U.S. Water News Online
SAN DIEGO — The commission responsible for cleaning runaway sewage along the U.S.-Mexico border said it will upgrade a government wastewater plant in California instead of paying a private developer to build a new treatment facility across the border in Tijuana, Mexico.
The decision by the International Boundary and Water Commission appears to end a decade-long gambit by Bajagua LLC to win hundreds of millions of dollars in U.S. contracts to pump partially treated wastewater back to Mexico.
The commission said in a statement that expanding the plant it operates in San Diego's San Ysidro area, abutting the border, would be cheaper and faster.
The IBWC is under federal court order to bring Mexican wastewater that runs through California on its way to the Pacific Ocean to U.S. clean-water standards by Sept. 30 but is seeking an extension. It said expansion of the San Diego plant will be finished by January 2011.

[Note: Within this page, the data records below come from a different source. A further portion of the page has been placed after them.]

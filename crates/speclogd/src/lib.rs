pub mod cache;
pub mod config;
pub mod convert;
pub mod workspace;

use cache::ParseCache;
use config::ServerConfig;
use dashmap::DashMap;
use speclog::{OutlineParser, TextLines};
use std::sync::{Arc, Mutex, MutexGuard};
use tower_lsp::jsonrpc::Result;
use tower_lsp::lsp_types::*;
use tower_lsp::{Client, LanguageServer};
use workspace::Workspace;

/// An open document that passed the language filter.
#[derive(Debug, Clone)]
pub struct TrackedDocument {
    pub language_id: String,
    pub text: String,
}

#[derive(Debug)]
pub struct Backend {
    pub client: Client,
    /// Tracked documents, keyed like the cache.
    pub documents: Arc<DashMap<Url, TrackedDocument>>,
    pub cache: Arc<ParseCache>,
    pub workspace: Arc<Workspace>,
    pub config: Arc<Mutex<ServerConfig>>,
}

impl Backend {
    pub fn new(client: Client) -> Self {
        Self {
            client,
            documents: Arc::new(DashMap::new()),
            cache: Arc::new(ParseCache::new()),
            workspace: Arc::new(Workspace::new()),
            config: Arc::new(Mutex::new(ServerConfig::default())),
        }
    }

    fn config(&self) -> MutexGuard<'_, ServerConfig> {
        self.config.lock().unwrap_or_else(|e| e.into_inner())
    }

    fn parser_for(&self, uri: &Url) -> OutlineParser {
        let parser = OutlineParser::new().with_config(self.config().parser.clone());
        match self.workspace.folder_for(uri) {
            Some(folder) => parser.with_workspace_folder(folder),
            None => parser,
        }
    }

    fn schedule(&self, uri: Url, text: &str) {
        let parser = self.parser_for(&uri);
        self.cache.schedule(uri, TextLines::new(text), parser);
    }

    /// Re-parses every tracked document, e.g. after a settings change.
    fn reschedule_all(&self) {
        let tracked: Vec<(Url, String)> = self
            .documents
            .iter()
            .map(|entry| (entry.key().clone(), entry.value().text.clone()))
            .collect();
        for (uri, text) in tracked {
            self.schedule(uri, &text);
        }
    }

    /// Forgets documents opened under a language id that no longer applies.
    fn untrack_other_languages(&self, language_id: &str) {
        let stale: Vec<Url> = self
            .documents
            .iter()
            .filter(|entry| entry.value().language_id != language_id)
            .map(|entry| entry.key().clone())
            .collect();
        for uri in stale {
            log::debug!("no longer tracking {}", uri);
            self.documents.remove(&uri);
            self.cache.remove(&uri);
        }
    }

    fn reload_config(&self, settings: serde_json::Value) {
        match ServerConfig::from_value(settings) {
            Ok(config) => {
                log::info!("settings: {:?}", config);
                let language_id = config.language_id.clone();
                *self.config() = config;
                self.untrack_other_languages(&language_id);
            }
            Err(e) => log::warn!("{}; keeping previous settings", e),
        }
    }
}

#[tower_lsp::async_trait]
impl LanguageServer for Backend {
    async fn initialize(&self, params: InitializeParams) -> Result<InitializeResult> {
        if let Some(options) = params.initialization_options.clone() {
            self.reload_config(options);
        }
        self.workspace.initialize(&params);

        Ok(InitializeResult {
            capabilities: ServerCapabilities {
                text_document_sync: Some(TextDocumentSyncCapability::Kind(
                    TextDocumentSyncKind::FULL,
                )),
                folding_range_provider: Some(FoldingRangeProviderCapability::Simple(true)),
                document_symbol_provider: Some(OneOf::Left(true)),
                document_link_provider: Some(DocumentLinkOptions {
                    resolve_provider: Some(false),
                    work_done_progress_options: Default::default(),
                }),
                workspace: Some(WorkspaceServerCapabilities {
                    workspace_folders: Some(WorkspaceFoldersServerCapabilities {
                        supported: Some(true),
                        change_notifications: Some(OneOf::Left(true)),
                    }),
                    file_operations: None,
                }),
                ..Default::default()
            },
            server_info: Some(ServerInfo {
                name: env!("CARGO_PKG_NAME").to_string(),
                version: Some(env!("CARGO_PKG_VERSION").to_string()),
            }),
        })
    }

    async fn initialized(&self, _: InitializedParams) {
        self.client
            .log_message(MessageType::INFO, "spec log server initialized")
            .await;
    }

    async fn shutdown(&self) -> Result<()> {
        Ok(())
    }

    async fn did_open(&self, params: DidOpenTextDocumentParams) {
        let document = params.text_document;
        if document.language_id != self.config().language_id {
            log::debug!("ignoring {} ({})", document.uri, document.language_id);
            return;
        }
        self.schedule(document.uri.clone(), &document.text);
        self.documents.insert(
            document.uri,
            TrackedDocument {
                language_id: document.language_id,
                text: document.text,
            },
        );
    }

    async fn did_change(&self, params: DidChangeTextDocumentParams) {
        let uri = params.text_document.uri;
        // Full sync: the last change carries the whole text.
        let Some(change) = params.content_changes.into_iter().last() else {
            return;
        };
        let Some(mut document) = self.documents.get_mut(&uri) else {
            return;
        };
        document.text = change.text;
        let text = document.text.clone();
        drop(document);
        self.schedule(uri, &text);
    }

    async fn did_close(&self, params: DidCloseTextDocumentParams) {
        let uri = params.text_document.uri;
        self.documents.remove(&uri);
        self.cache.remove(&uri);
    }

    async fn did_change_configuration(&self, params: DidChangeConfigurationParams) {
        self.reload_config(params.settings);
        self.reschedule_all();
    }

    async fn did_change_workspace_folders(&self, params: DidChangeWorkspaceFoldersParams) {
        self.workspace.apply(&params.event);
        self.reschedule_all();
    }

    async fn folding_range(&self, params: FoldingRangeParams) -> Result<Option<Vec<FoldingRange>>> {
        let Some(result) = self.cache.latest(&params.text_document.uri).await else {
            return Ok(None);
        };
        Ok(Some(
            result
                .folding_ranges
                .iter()
                .map(convert::to_folding_range)
                .collect(),
        ))
    }

    async fn document_symbol(
        &self,
        params: DocumentSymbolParams,
    ) -> Result<Option<DocumentSymbolResponse>> {
        let Some(result) = self.cache.latest(&params.text_document.uri).await else {
            return Ok(None);
        };
        let symbols = result
            .document_symbols
            .iter()
            .map(convert::to_document_symbol)
            .collect();
        Ok(Some(DocumentSymbolResponse::Nested(symbols)))
    }

    async fn document_link(&self, params: DocumentLinkParams) -> Result<Option<Vec<DocumentLink>>> {
        let Some(result) = self.cache.latest(&params.text_document.uri).await else {
            return Ok(None);
        };
        Ok(Some(
            result
                .document_links
                .iter()
                .filter_map(convert::to_document_link)
                .collect(),
        ))
    }
}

"We are ready to move forward with construction to complete the upgrade as soon as possible," said Commissioner Carlos Marin in a statement.
A Bajagua spokesman said the company will propose a scaled-down version of their Tijuana plant to the IBWC that would get the partially treated water from the San Diego plant and sell it to customers in Mexico.
"At the end of the day, we can do what we initially said we were going to do," said spokesman Craig Benedetto.
Sen. Dianne Feinstein, D-Calif., applauded the IBWC decision.
"Now it is incumbent upon the IBWC to demonstrate progress by selecting a builder and beginning construction as soon as possible," she said.
The IBWC has estimated the project will cost $101.5 million. Congress has already approved $66 million for the project.
The expansion aims to remedy shortcomings of the $240 million plant the agency built in the late 1990s, which failed to satisfy the federal Clean Water Act, prompting a lawsuit from a California regional water board.
Bajagua, founded by San Diego land-use consultant Jim Simmons and Mexican real-estate developer Enrique Landa, had proposed building the Tijuana plant for $195.6 million to sell water pumped from the San Diego plant to thirsty Mexican factories.
The plan wasn't initially embraced by federal agencies. The company, which stepped up its campaign donations, won strong backing from most of San Diego's congressional delegation, despite opposition from some environmental groups.